◆ **TASK DETAILS**
Give an exact copy of every entry.

*** SOURCE RECORDS Section Begins ***

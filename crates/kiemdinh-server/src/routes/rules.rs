use axum::extract::{Path, State};
use axum::Json;
use serde::Serialize;

use kiemdinh_core::model::{CropType, Limit};
use kiemdinh_core::rules::schema::ContaminantGroupDef;

use crate::state::AppState;

#[derive(Debug, Serialize)]
pub struct ContaminantSummary {
    pub key: String,
    pub display_name: String,
    pub unit: String,
    pub group: Option<String>,
    #[serde(skip_serializing_if = "Option::is_none")]
    pub note: Option<String>,
}

#[derive(Debug, Serialize)]
pub struct CropSummary {
    pub id: &'static str,
    pub label: &'static str,
}

/// Response of `GET /rules`.
#[derive(Debug, Serialize)]
pub struct RulesSummary {
    pub name: String,
    pub version: String,
    pub source: Option<String>,
    pub contaminants: Vec<ContaminantSummary>,
    pub groups: Vec<ContaminantGroupDef>,
    pub crop_types: Vec<CropSummary>,
}

#[derive(Debug, Serialize)]
pub struct LimitEntry {
    pub contaminant: String,
    pub display_name: String,
    pub unit: String,
    pub limit: Limit,
    #[serde(skip_serializing_if = "Option::is_none")]
    pub note: Option<String>,
}

/// Response of `GET /rules/crops/{crop}`.
#[derive(Debug, Serialize)]
pub struct CropRules {
    /// `None` when the crop was not recognised; only common limits apply.
    pub crop: Option<CropType>,
    pub label: Option<&'static str>,
    pub limits: Vec<LimitEntry>,
}

/// GET /rules -- loaded rule table summary.
pub async fn summary(State(state): State<AppState>) -> Json<RulesSummary> {
    let table = &state.table;
    let contaminants = table
        .definition()
        .contaminants
        .iter()
        .map(|c| ContaminantSummary {
            key: c.key.clone(),
            display_name: c.display_name.clone(),
            unit: c.unit.clone(),
            group: table.group_of(&c.key).map(|g| g.key.clone()),
            note: c.note.clone(),
        })
        .collect();

    Json(RulesSummary {
        name: table.name().to_string(),
        version: table.version().to_string(),
        source: table.source().map(str::to_string),
        contaminants,
        groups: table.groups().to_vec(),
        crop_types: CropType::ALL
            .into_iter()
            .map(|c| CropSummary {
                id: c.id(),
                label: c.label(),
            })
            .collect(),
    })
}

/// GET /rules/crops/{crop} -- limits applicable to a crop id or label.
pub async fn crop_rules(State(state): State<AppState>, Path(crop): Path<String>) -> Json<CropRules> {
    let table = &state.table;
    let resolved = CropType::from_str_loose(&crop);

    let limits = table
        .applicable_rules(resolved)
        .map(|rule| LimitEntry {
            contaminant: rule.contaminant.clone(),
            display_name: table
                .display_name(&rule.contaminant)
                .unwrap_or(rule.contaminant.as_str())
                .to_string(),
            unit: table.unit(&rule.contaminant).unwrap_or_default().to_string(),
            limit: rule.limit,
            note: table.note(rule).map(str::to_string),
        })
        .collect();

    Json(CropRules {
        crop: resolved,
        label: resolved.map(|c| c.label()),
        limits,
    })
}
#![allow(dead_code)]

use axum::body::Body;
use axum::http::{Method, Request, Response};
use axum::Router;
use http_body_util::BodyExt;
use tower::ServiceExt;

use kiemdinh_core::rules::builtin::load_preset;
use kiemdinh_core::rules::RuleTable;
use kiemdinh_server::config::ServerConfig;
use kiemdinh_server::router::build_app_router;
use kiemdinh_server::state::AppState;

/// Build a test `ServerConfig` with safe defaults.
pub fn test_config() -> ServerConfig {
    ServerConfig {
        host: "127.0.0.1".to_string(),
        port: 0,
        rules_file: None,
        rules_preset: "rau".to_string(),
        cors_origins: vec!["http://localhost:5173".to_string()],
        request_timeout_secs: 30,
    }
}

/// Build the full application router against the built-in "rau" table.
pub fn build_test_app() -> Router {
    let table = RuleTable::new(load_preset("rau").unwrap()).unwrap();
    build_app_router(AppState::new(table, test_config()))
}

pub async fn get(app: Router, uri: &str) -> Response<Body> {
    let request = Request::builder()
        .method(Method::GET)
        .uri(uri)
        .body(Body::empty())
        .unwrap();
    app.oneshot(request).await.unwrap()
}

pub async fn post_json(app: Router, uri: &str, body: serde_json::Value) -> Response<Body> {
    post_raw(app, uri, &body.to_string()).await
}

pub async fn post_raw(app: Router, uri: &str, body: &str) -> Response<Body> {
    let request = Request::builder()
        .method(Method::POST)
        .uri(uri)
        .header("content-type", "application/json")
        .body(Body::from(body.to_string()))
        .unwrap();
    app.oneshot(request).await.unwrap()
}

pub async fn body_json(response: Response<Body>) -> serde_json::Value {
    let bytes = response.into_body().collect().await.unwrap().to_bytes();
    serde_json::from_slice(&bytes).unwrap()
}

*** SOURCE RECORDS Section Ends ***

◆ **FINAL ANSWER**
filename crates/kiemdinh-server/src/routes/rules.rs
use axum::extract::{Path, State};
use axum::Json;
use serde::Serialize;

use kiemdinh_core::model::{CropType, Limit};
use kiemdinh_core::rules::schema::ContaminantGroupDef;

use crate::state::AppState;

#[derive(Debug, Serialize)]
pub struct ContaminantSummary {
    pub key: String,
    pub display_name: String,
    pub unit: String,
    pub group: Option<String>,
    #[serde(skip_serializing_if = "Option::is_none")]
    pub note: Option<String>,
}

#[derive(Debug, Serialize)]
pub struct CropSummary {
    pub id: &'static str,
    pub label: &'static str,
}

/// Response of `GET /rules`.
#[derive(Debug, Serialize)]
pub struct RulesSummary {
    pub name: String,
    pub version: String,
    pub source: Option<String>,
    pub contaminants: Vec<ContaminantSummary>,
    pub groups: Vec<ContaminantGroupDef>,
    pub crop_types: Vec<CropSummary>,
}

#[derive(Debug, Serialize)]
pub struct LimitEntry {
    pub contaminant: String,
    pub display_name: String,
    pub unit: String,
    pub limit: Limit,
    #[serde(skip_serializing_if = "Option::is_none")]
    pub note: Option<String>,
}

/// Response of `GET /rules/crops/{crop}`.
#[derive(Debug, Serialize)]
pub struct CropRules {
    /// `None` when the crop was not recognised; only common limits apply.
    pub crop: Option<CropType>,
    pub label: Option<&'static str>,
    pub limits: Vec<LimitEntry>,
}

/// GET /rules -- loaded rule table summary.
pub async fn summary(State(state): State<AppState>) -> Json<RulesSummary> {
    let table = &state.table;
    let contaminants = table
        .definition()
        .contaminants
        .iter()
        .map(|c| ContaminantSummary {
            key: c.key.clone(),
            display_name: c.display_name.clone(),
            unit: c.unit.clone(),
            group: table.group_of(&c.key).map(|g| g.key.clone()),
            note: c.note.clone(),
        })
        .collect();

    Json(RulesSummary {
        name: table.name().to_string(),
        version: table.version().to_string(),
        source: table.source().map(str::to_string),
        contaminants,
        groups: table.groups().to_vec(),
        crop_types: CropType::ALL
            .into_iter()
            .map(|c| CropSummary {
                id: c.id(),
                label: c.label(),
            })
            .collect(),
    })
}

/// GET /rules/crops/{crop} -- limits applicable to a crop id or label.
pub async fn crop_rules(State(state): State<AppState>, Path(crop): Path<String>) -> Json<CropRules> {
    let table = &state.table;
    let resolved = CropType::from_str_loose(&crop);

    let limits = table
        .applicable_rules(resolved)
        .map(|rule| LimitEntry {
            contaminant: rule.contaminant.clone(),
            display_name: table
                .display_name(&rule.contaminant)
                .unwrap_or(rule.contaminant.as_str())
                .to_string(),
            unit: table.unit(&rule.contaminant).unwrap_or_default().to_string(),
            limit: rule.limit,
            note: table.note(rule).map(str::to_string),
        })
        .collect();

    Json(CropRules {
        crop: resolved,
        label: resolved.map(|c| c.label()),
        limits,
    })
}
#![allow(dead_code)]

use axum::body::Body;
use axum::http::{Method, Request, Response};
use axum::Router;
use http_body_util::BodyExt;
use tower::ServiceExt;

use kiemdinh_core::rules::builtin::load_preset;
use kiemdinh_core::rules::RuleTable;
use kiemdinh_server::config::ServerConfig;
use kiemdinh_server::router::build_app_router;
use kiemdinh_server::state::AppState;

/// Build a test `ServerConfig` with safe defaults.
pub fn test_config() -> ServerConfig {
    ServerConfig {
        host: "127.0.0.1".to_string(),
        port: 0,
        rules_file: None,
        rules_preset: "rau".to_string(),
        cors_origins: vec!["http://localhost:5173".to_string()],
        request_timeout_secs: 30,
    }
}

/// Build the full application router against the built-in "rau" table.
pub fn build_test_app() -> Router {
    let table = RuleTable::new(load_preset("rau").unwrap()).unwrap();
    build_app_router(AppState::new(table, test_config()))
}

pub async fn get(app: Router, uri: &str) -> Response<Body> {
    let request = Request::builder()
        .method(Method::GET)
        .uri(uri)
        .body(Body::empty())
        .unwrap();
    app.oneshot(request).await.unwrap()
}

pub async fn post_json(app: Router, uri: &str, body: serde_json::Value) -> Response<Body> {
    post_raw(app, uri, &body.to_string()).await
}

pub async fn post_raw(app: Router, uri: &str, body: &str) -> Response<Body> {
    let request = Request::builder()
        .method(Method::POST)
        .uri(uri)
        .header("content-type", "application/json")
        .body(Body::from(body.to_string()))
        .unwrap();
    app.oneshot(request).await.unwrap()
}

pub async fn body_json(response: Response<Body>) -> serde_json::Value {
    let bytes = response.into_body().collect().await.unwrap().to_bytes();
    serde_json::from_slice(&bytes).unwrap()
}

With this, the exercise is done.